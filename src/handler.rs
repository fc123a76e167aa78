//! Ordered handler stages run ahead of the engine's built-in processing.
//!
//! A registration may carry a [`HandlerChain`]: an explicit, ordered list
//! of stages the engine invokes before its default request handling. Each
//! stage either passes the request on, declares it fully handled, or
//! short-circuits the whole chain with an SNMP error status.
//!
//! # Example
//!
//! ```rust
//! use subagent::error::ErrorStatus;
//! use subagent::handler::{HandlerChain, RequestKind, StageOutcome, SubagentRequest};
//! use subagent::{Value, oid};
//!
//! let chain = HandlerChain::new()
//!     .stage(|request: &mut SubagentRequest| {
//!         // reject writes below a locked subtree
//!         if request.kind == RequestKind::Set && request.oid.starts_with(&oid!(1, 3, 6, 1, 4)) {
//!             return Err(ErrorStatus::NotWritable);
//!         }
//!         Ok(StageOutcome::Continue)
//!     });
//!
//! let mut request = SubagentRequest {
//!     kind: RequestKind::Set,
//!     oid: oid!(1, 3, 6, 1, 4, 1, 9999),
//!     value: Some(Value::Integer32(1)),
//! };
//! assert_eq!(chain.run(&mut request), Err(ErrorStatus::NotWritable));
//! ```

use crate::error::ErrorStatus;
use crate::oid::Oid;
use crate::value::Value;

/// The request operation a stage is looking at.
#[derive(Debug, Clone, Copy, PartialEq, Eq)]
pub enum RequestKind {
    Get,
    GetNext,
    Set,
}

/// One in-flight request as seen by handler stages.
///
/// Stages may rewrite the value of a SET before built-in processing
/// stores it.
#[derive(Debug, Clone, PartialEq)]
pub struct SubagentRequest {
    /// The request operation.
    pub kind: RequestKind,
    /// Target OID.
    pub oid: Oid,
    /// The value carried by a SET; `None` for reads.
    pub value: Option<Value>,
}

/// What a stage decided about the request.
#[derive(Debug, Clone, Copy, PartialEq, Eq)]
pub enum StageOutcome {
    /// Pass the request to the next stage (and ultimately to the
    /// engine's built-in processing).
    Continue,
    /// The request is fully handled; skip remaining stages.
    Done,
}

/// A single handler stage.
///
/// Returning `Err(status)` terminates the chain and the engine answers
/// the request with that status. Closures with the matching signature
/// implement this trait directly.
pub trait HandlerStage: Send + Sync + 'static {
    fn handle(&self, request: &mut SubagentRequest) -> Result<StageOutcome, ErrorStatus>;
}

impl<F> HandlerStage for F
where
    F: Fn(&mut SubagentRequest) -> Result<StageOutcome, ErrorStatus> + Send + Sync + 'static,
{
    fn handle(&self, request: &mut SubagentRequest) -> Result<StageOutcome, ErrorStatus> {
        self(request)
    }
}

/// An explicit ordered list of handler stages with a
/// short-circuit-on-error contract.
#[derive(Default)]
pub struct HandlerChain {
    stages: Vec<Box<dyn HandlerStage>>,
}

impl HandlerChain {
    /// Create an empty chain.
    pub fn new() -> Self {
        Self::default()
    }

    /// Append a stage.
    pub fn stage(mut self, stage: impl HandlerStage) -> Self {
        self.stages.push(Box::new(stage));
        self
    }

    /// Number of stages.
    pub fn len(&self) -> usize {
        self.stages.len()
    }

    /// Returns `true` if the chain has no stages.
    pub fn is_empty(&self) -> bool {
        self.stages.is_empty()
    }

    /// Run the stages in order.
    ///
    /// Stops at the first `Err` (returned to the caller) or the first
    /// [`StageOutcome::Done`]; otherwise every stage runs and the engine
    /// continues with built-in processing.
    pub fn run(&self, request: &mut SubagentRequest) -> Result<(), ErrorStatus> {
        for stage in &self.stages {
            match stage.handle(request)? {
                StageOutcome::Continue => {}
                StageOutcome::Done => break,
            }
        }
        Ok(())
    }
}

#[cfg(test)]
mod tests {
    use super::*;
    use crate::oid;
    use std::sync::Arc;
    use std::sync::atomic::{AtomicUsize, Ordering};

    fn get_request() -> SubagentRequest {
        SubagentRequest {
            kind: RequestKind::Get,
            oid: oid!(1, 3, 6, 1, 4, 1, 8072, 1),
            value: None,
        }
    }

    #[test]
    fn test_empty_chain_continues() {
        let chain = HandlerChain::new();
        assert!(chain.is_empty());
        assert_eq!(chain.run(&mut get_request()), Ok(()));
    }

    #[test]
    fn test_stages_run_in_order() {
        let calls = Arc::new(AtomicUsize::new(0));
        let first = calls.clone();
        let second = calls.clone();
        let chain = HandlerChain::new()
            .stage(move |_req: &mut SubagentRequest| {
                assert_eq!(first.fetch_add(1, Ordering::SeqCst), 0);
                Ok(StageOutcome::Continue)
            })
            .stage(move |_req: &mut SubagentRequest| {
                assert_eq!(second.fetch_add(1, Ordering::SeqCst), 1);
                Ok(StageOutcome::Continue)
            });

        assert_eq!(chain.run(&mut get_request()), Ok(()));
        assert_eq!(calls.load(Ordering::SeqCst), 2);
    }

    #[test]
    fn test_error_short_circuits() {
        let reached = Arc::new(AtomicUsize::new(0));
        let tail = reached.clone();
        let chain = HandlerChain::new()
            .stage(|_req: &mut SubagentRequest| Err(ErrorStatus::NoAccess))
            .stage(move |_req: &mut SubagentRequest| {
                tail.fetch_add(1, Ordering::SeqCst);
                Ok(StageOutcome::Continue)
            });

        assert_eq!(chain.run(&mut get_request()), Err(ErrorStatus::NoAccess));
        assert_eq!(reached.load(Ordering::SeqCst), 0);
    }

    #[test]
    fn test_done_skips_remaining_stages() {
        let reached = Arc::new(AtomicUsize::new(0));
        let tail = reached.clone();
        let chain = HandlerChain::new()
            .stage(|_req: &mut SubagentRequest| Ok(StageOutcome::Done))
            .stage(move |_req: &mut SubagentRequest| {
                tail.fetch_add(1, Ordering::SeqCst);
                Ok(StageOutcome::Continue)
            });

        assert_eq!(chain.run(&mut get_request()), Ok(()));
        assert_eq!(reached.load(Ordering::SeqCst), 0);
    }

    #[test]
    fn test_stage_may_rewrite_set_value() {
        let chain = HandlerChain::new().stage(|request: &mut SubagentRequest| {
            if request.kind == RequestKind::Set {
                request.value = Some(Value::Integer32(99));
            }
            Ok(StageOutcome::Continue)
        });

        let mut request = SubagentRequest {
            kind: RequestKind::Set,
            oid: oid!(1, 3, 6, 1),
            value: Some(Value::Integer32(1)),
        };
        chain.run(&mut request).unwrap();
        assert_eq!(request.value, Some(Value::Integer32(99)));
    }
}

———

### DESCRIPTION OF THE TASK
Find the lines in the records that contain the word "AtomicUsize", then copy every one of them.

### RESULT BELOW
    use std::sync::atomic::{AtomicUsize, Ordering};
        let calls = Arc::new(AtomicUsize::new(0));
        let reached = Arc::new(AtomicUsize::new(0));
        let reached = Arc::new(AtomicUsize::new(0));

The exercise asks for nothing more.